Open inkrement opened 7 years ago

inkrement commented 7 years ago

I often have to import "huge" files and it is suggested to import such files in parallel. This can be "easily" done using tools like GNU parallel, but in most cases it is not so easy to do it right (for example GNUs parallel's --pipe option should not be used, because it is slow; someone should use pigz instead of gzip, which does not use multiple cores).

So I would really really like to see an new option to simply import large files and the program automatically uses multiple connections or even uncompresses files on the fly. This would be also a benefit for all platforms that support python, but not GNU parallel.

hatarist commented 7 years ago

even uncompresses files on the fly There's better! ClickHouse supports gzip and zlib/deflate compression for the incoming data, so I added .gz file support - the client will send the gzipped data.

$ clickhouse-cli -q 'INSERT INTO data FORMAT CSV' ~/data.csv.gz

I didn't test (yet) how well it would behave on remote servers though. I suppose it should send the data via the network faster.

About parallel support - I suppose as for now you could just run multiple client instances. I don't see any reason for it to be implemented right now because I internally use requests, which doesn't get well with async/threaded stuff. I'm planning to migrate to aiohttp soon.

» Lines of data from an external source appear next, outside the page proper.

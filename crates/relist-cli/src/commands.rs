use std::path::Path;

use anyhow::{anyhow, Context, Result};
use serde_json::{json, Value};

use relist_core::constants::PREVIEW_CHARS;
use relist_core::models::{ComposeMode, Conversation, QuickReply};
use relist_core::store::unread::unread_threads;
use relist_core::store::{ConversationFilter, Dataset, SendOutcome};
use relist_core::{CoreConfig, MessagingSession, StaticIdentity};

/// Load config (file or defaults) and apply the `--fixtures` override.
pub fn load_config(path: Option<&Path>, fixtures: Option<&Path>) -> Result<CoreConfig> {
    let mut config = match path {
        Some(path) => CoreConfig::load(path)
            .with_context(|| format!("Failed to load config: {}", path.display()))?,
        None => CoreConfig::default(),
    };
    if let Some(fixtures) = fixtures {
        config.fixture_file = Some(fixtures.to_path_buf());
    }
    Ok(config)
}

pub fn load_dataset(config: &CoreConfig) -> Result<Dataset> {
    match config.fixture_path() {
        Some(path) => Dataset::load(&path)
            .with_context(|| format!("Failed to load fixtures: {}", path.display())),
        None => Dataset::bundled().context("Bundled fixtures are invalid"),
    }
}

pub fn start_session(config: CoreConfig, viewer: &str) -> Result<MessagingSession> {
    let dataset = load_dataset(&config)?;
    let identity = StaticIdentity::from_email(viewer);
    Ok(MessagingSession::start(&identity, &dataset, config))
}

fn thread_row(thread: &Conversation, viewer: &str) -> Value {
    let now = chrono::Utc::now();
    json!({
        "thread_id": thread.thread_id,
        "counterpart": thread.counterpart(viewer),
        "counterpart_name": thread.counterpart_name(viewer),
        "listing_title": thread.listing_title,
        "listing_price": thread.listing_price,
        "preview": thread.preview(PREVIEW_CHARS),
        "last_activity": thread.last_timestamp().map(|ts| ts.list_label(now)),
        "unread": thread.unread_count(viewer),
    })
}

fn thread_detail(thread: &Conversation, viewer: &str) -> Value {
    let messages: Vec<Value> = thread
        .messages
        .iter()
        .map(|m| {
            json!({
                "from_me": m.is_from(viewer),
                "sender": m.sender,
                "content": m.content,
                "time": m.timestamp.display(),
                "read": m.read,
                "status": m.status,
            })
        })
        .collect();

    let mut row = thread_row(thread, viewer);
    row["messages"] = Value::Array(messages);
    row
}

fn viewer_of(session: &MessagingSession) -> Result<String> {
    session
        .viewer()
        .map(str::to_string)
        .ok_or_else(|| anyhow!("No viewer: pass a non-empty --viewer"))
}

pub fn inbox(session: &MessagingSession, query: Option<&str>, unread_only: bool) -> Result<Value> {
    let viewer = viewer_of(session)?;
    let filter = ConversationFilter {
        query: query.unwrap_or_default().to_string(),
        unread_only,
    };
    let threads: Vec<Value> = session
        .conversations(&filter)
        .into_iter()
        .map(|t| thread_row(t, &viewer))
        .collect();

    Ok(json!({
        "viewer": viewer,
        "viewer_name": session.user().map(|user| user.name.as_str()),
        "total_unread": session.total_unread(),
        "unread_threads": unread_threads(session.store().threads(), &viewer),
        "threads": threads,
    }))
}

pub fn open_thread(session: &mut MessagingSession, thread_id: &str) -> Result<Value> {
    let viewer = viewer_of(session)?;
    let unread_before = session.total_unread();
    let thread = session.open_thread(thread_id)?;
    let detail = thread_detail(thread, &viewer);

    Ok(json!({
        "thread": detail,
        "total_unread_before": unread_before,
        "total_unread_after": session.total_unread(),
    }))
}

pub fn quick_replies(session: &mut MessagingSession, thread_id: &str) -> Result<Value> {
    session.open_thread(thread_id)?;
    let replies: Vec<Value> = session
        .quick_replies()
        .iter()
        .map(|reply| {
            let kind = match reply {
                QuickReply::Question(_) => "question",
                QuickReply::Offer { .. } => "offer",
                QuickReply::Other => "other",
            };
            json!({
                "kind": kind,
                "label": reply.label(),
                "message": reply.message().map(|(text, _)| text),
            })
        })
        .collect();
    Ok(json!({ "thread_id": thread_id, "quick_replies": replies }))
}

pub fn send(
    session: &mut MessagingSession,
    thread_id: &str,
    text: &str,
    for_approval: bool,
) -> Result<Value> {
    session.open_thread(thread_id)?;
    let mode = if for_approval {
        ComposeMode::ForApproval
    } else {
        ComposeMode::Direct
    };

    match session.send(text, mode) {
        SendOutcome::Sent(message) => Ok(json!({
            "sent": true,
            "message": message,
            "thread_length": session.active_thread().map(|t| t.messages.len()),
        })),
        SendOutcome::Skipped(reason) => Ok(json!({
            "sent": false,
            "reason": format!("{reason:?}"),
        })),
    }
}

#[cfg(test)]
mod tests {
    use super::*;
    use tempfile::tempdir;

    const ADA: &str = "ada@example.com";

    fn ada() -> MessagingSession {
        start_session(CoreConfig::default(), ADA).unwrap()
    }

    #[test]
    fn test_inbox_lists_viewer_threads() {
        let value = inbox(&ada(), None, false).unwrap();
        assert_eq!(value["total_unread"], 2);
        assert_eq!(value["unread_threads"], 2);
        let ids: Vec<&str> = value["threads"]
            .as_array()
            .unwrap()
            .iter()
            .map(|t| t["thread_id"].as_str().unwrap())
            .collect();
        assert_eq!(ids, vec!["thread-sofa-01", "thread-table-01", "thread-bed-01"]);
        assert_eq!(value["threads"][0]["counterpart_name"], "Bob Mehta");
        assert_eq!(value["viewer"], ADA);
        assert_eq!(value["viewer_name"], "ada");
    }

    #[test]
    fn test_inbox_without_viewer_errors() {
        let session = start_session(CoreConfig::default(), "").unwrap();
        assert!(inbox(&session, None, false).is_err());
    }

    #[test]
    fn test_open_thread_reports_unread_drop() {
        let mut session = ada();
        let value = open_thread(&mut session, "thread-sofa-01").unwrap();
        assert_eq!(value["total_unread_before"], 2);
        assert_eq!(value["total_unread_after"], 1);
        assert_eq!(value["thread"]["messages"][2]["read"], true);
    }

    #[test]
    fn test_quick_replies_include_offers() {
        let mut session = ada();
        let value = quick_replies(&mut session, "thread-sofa-01").unwrap();
        let replies = value["quick_replies"].as_array().unwrap();
        assert_eq!(replies.len(), 8);
        assert_eq!(replies[1]["kind"], "offer");
        assert_eq!(replies[1]["label"], "Offer ₹98,000");
        assert_eq!(replies[1]["message"], "I'd like to offer ₹98,000.");
        assert_eq!(replies[7]["message"], Value::Null);
    }

    #[test]
    fn test_send_reports_skip_reason() {
        let mut session = ada();
        let value = send(&mut session, "thread-bed-01", "   ", false).unwrap();
        assert_eq!(value["sent"], false);
        assert_eq!(value["reason"], "EmptyText");

        let value = send(&mut session, "thread-bed-01", "Deal!", true).unwrap();
        assert_eq!(value["sent"], true);
        assert_eq!(value["message"]["status"], "pending_approval");
        assert_eq!(value["thread_length"], 3);
    }

    #[test]
    fn test_unknown_thread_is_error() {
        let mut session = ada();
        let err = open_thread(&mut session, "thread-desk-01").unwrap_err();
        assert!(err.to_string().contains("thread-desk-01"));
    }

    #[test]
    fn test_fixtures_override() {
        let dir = tempdir().unwrap();
        let path = dir.path().join("threads.json");
        std::fs::write(
            &path,
            r#"{"conversations": [{"thread_id": "only", "participants": ["ada@example.com", "x@example.com"]}]}"#,
        )
        .unwrap();

        let config = load_config(None, Some(&path)).unwrap();
        let session = start_session(config, ADA).unwrap();
        assert_eq!(session.store().len(), 1);
    }

    #[test]
    fn test_bad_config_path_has_context() {
        let dir = tempdir().unwrap();
        let err = load_config(Some(&dir.path().join("missing.json")), None).unwrap_err();
        assert!(format!("{err:#}").contains("Failed to load config"));
    }
}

inkrement commented 7 years ago

Ah, so it is possible to send the whole file directly to the server, and the server parses/imports it directly? or is it just another way to express "cat file.csv | clickhouse-cli ...."?

hatarist commented 7 years ago

Nope, it's not possible to send the file directly as, well, the file (as in multipart/form-data) since it will handle that as a file that is to be uploaded in a temporary table.

clickhouse-cli reads the whole file (regardless of how was it sent - via stdin (cat file.tsv | clickhouse-cli -q 'insert into table format tsv') or as an argument (clickhouse-cli -q 'insert into table format tsv' file.tsv), it reads the file content and sends it to the server.

The server, then, parses it directly. clickhouse-cli doesn't do anything (doesn't parse it), just reads the file content and passes it to the server. Now (in 0.2.2) it's able to read the .gz archives. It reads the archive, doesn't unpack it and sends it to the server with a note (a header Content-Encoding: gzip, actually) that it's archived. The server then unpacks, parses and imports it.

inkrement commented 7 years ago

ah ok, I got it now.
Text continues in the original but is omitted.